School of Public Health , Xinxiang Medical University , Xinxiang 453003 , China.
ACS Sens. 2019 Sep 27;4(9):2450-2457. doi: 10.1021/acssensors.9b01049. Epub 2019 Sep 6.
Hydrogen peroxide (HO) plays a persuasive role in the human cell physiology. Developing an efficient assay platform and a highly sensitive tracking and quantification of HO in a physiological system is crucial to understand the neoplastic changes and/or redox homeostasis of cells. In this study, a novel turn-on latent electrochemical redox probe coupled with electrocatalytic signal amplification strategy is proposed. A custom-made readily available turn-on latent electrochemical probe 4-methoxyphenylboronic acid pinacol ester (4-MPBP) have been designed for the selective detection of endogenous HO in live cells. The electrochemical probe composed of a latent electrochemical reporter (4-methoxy phenol, 4-MP) bearing a recognition unit (boronic acid pinacol ester) for HO sensing. The selective analyte-triggered chemical transformation releases free electrochemical reporter 4-MP. The amount of HO was evaluated electrochemically at glassy carbon electrode (GCE) with a broad detection range of 0.5 μM-1 mM. An amplified signal response of released 4-MP to build a highly sensitive assay tool has been achieved via replacing the GCE transducer electrode with polydopamine@carbonnanotube-molebtinumdisulfie hybrid modified GCE as it delivered an exceptional dynamic detection range of 0.01-100 μM. The innovative blend of electrochemical molecular probe strategy, with electrocatalytic signal amplification technique has delivered outstanding assay performance at trace level sensing of HO. Next, we set up a platform for real-time in vivo monitoring of the endogenously produced HO in Caco-2 and MCF-7 cells through spermine-polyamine analogue and phorbol 12-myristate 13-acetate induction in SSAT/PAO gene and protein kinase C, respectively. As expected, the 4-MPBP latent probe coupled with electrocatalytic signal amplification strategy delivered outstanding performance for in situ HO release and tracking over time.

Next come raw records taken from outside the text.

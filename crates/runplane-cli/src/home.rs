//! Storage home resolution.

use std::path::{Path, PathBuf};

/// Environment variable naming the storage home.
pub const HOME_ENV: &str = "RUNPLANE_HOME";

/// Where runs are stored, plus a warning when the location was guessed.
#[derive(Debug, Clone, PartialEq, Eq)]
pub struct StorageHome {
    pub path: PathBuf,
    pub warning: Option<String>,
}

/// Use `configured` if set and non-empty, else `cwd` with a warning.
pub fn resolve_storage_home(configured: Option<PathBuf>, cwd: &Path) -> StorageHome {
    match configured {
        Some(path) if !path.as_os_str().is_empty() => StorageHome {
            path,
            warning: None,
        },
        _ => StorageHome {
            path: cwd.to_path_buf(),
            warning: Some(format!(
                "Using the current folder {} as the folder for your runplane storage. \
                 If you run this command again from a different folder you will not have \
                 access to your runs. Set the {} environment variable to a folder to set \
                 the permanent home for runplane storage.",
                cwd.display(),
                HOME_ENV
            )),
        },
    }
}

#[cfg(test)]
mod tests {
    use super::*;

    #[test]
    fn test_unset_home_falls_back_to_cwd_with_warning() {
        let home = resolve_storage_home(None, Path::new("/work"));
        assert_eq!(home.path, PathBuf::from("/work"));
        assert!(home.warning.unwrap().contains("/work"));
    }

    #[test]
    fn test_empty_home_counts_as_unset() {
        let home = resolve_storage_home(Some(PathBuf::new()), Path::new("/work"));
        assert_eq!(home.path, PathBuf::from("/work"));
        assert!(home.warning.is_some());
    }

    #[test]
    fn test_configured_home_is_used_silently() {
        let home = resolve_storage_home(Some(PathBuf::from("/srv/runplane")), Path::new("/work"));
        assert_eq!(home.path, PathBuf::from("/srv/runplane"));
        assert!(home.warning.is_none());
    }
}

过氧化氢(HO)在人体细胞生理学中起着重要作用。开发一种高效的分析平台,并对生理系统中的 HO 进行高度敏感的跟踪和定量,对于理解细胞的肿瘤变化和/或氧化还原稳态至关重要。在本研究中,提出了一种新型的基于电催化信号放大策略的开环潜伏电化学氧化还原探针。设计了一种定制的现成的开环潜伏电化学探针 4-甲氧基苯硼酸频哪醇酯(4-MPBP),用于选择性检测活细胞内的内源性 HO。该电化学探针由一个潜伏的电化学报告器(带有识别单元的 4-甲氧基苯酚,4-MP)和一个用于 HO 传感的硼酸频哪醇酯组成。选择性分析物触发的化学转化释放出游离的电化学报告器 4-MP。通过玻碳电极(GCE)电化学评估 HO 的含量,检测范围为 0.5 μM-1 mM。通过用聚多巴胺@碳纳米管-二硫化钼杂化修饰的 GCE 取代 GCE 换能器电极,实现了对释放的 4-MP 的放大信号响应,从而构建了一种高灵敏度的分析工具,其动态检测范围为 0.01-100 μM。电化学分子探针策略与电催化信号放大技术的创新结合,为 HO 的痕量传感提供了出色的分析性能。接下来,我们通过分别在 SSAT/PAO 基因和蛋白激酶 C 中诱导多胺类似物和佛波醇 12-肉豆蔻酸 13-乙酸,在 Caco-2 和 MCF-7 细胞中建立了实时监测内源性产生的 HO 的平台。正如预期的那样,4-MPBP 潜伏探针与电催化信号放大策略相结合,在原位 HO 释放和随时间跟踪方面表现出出色的性能。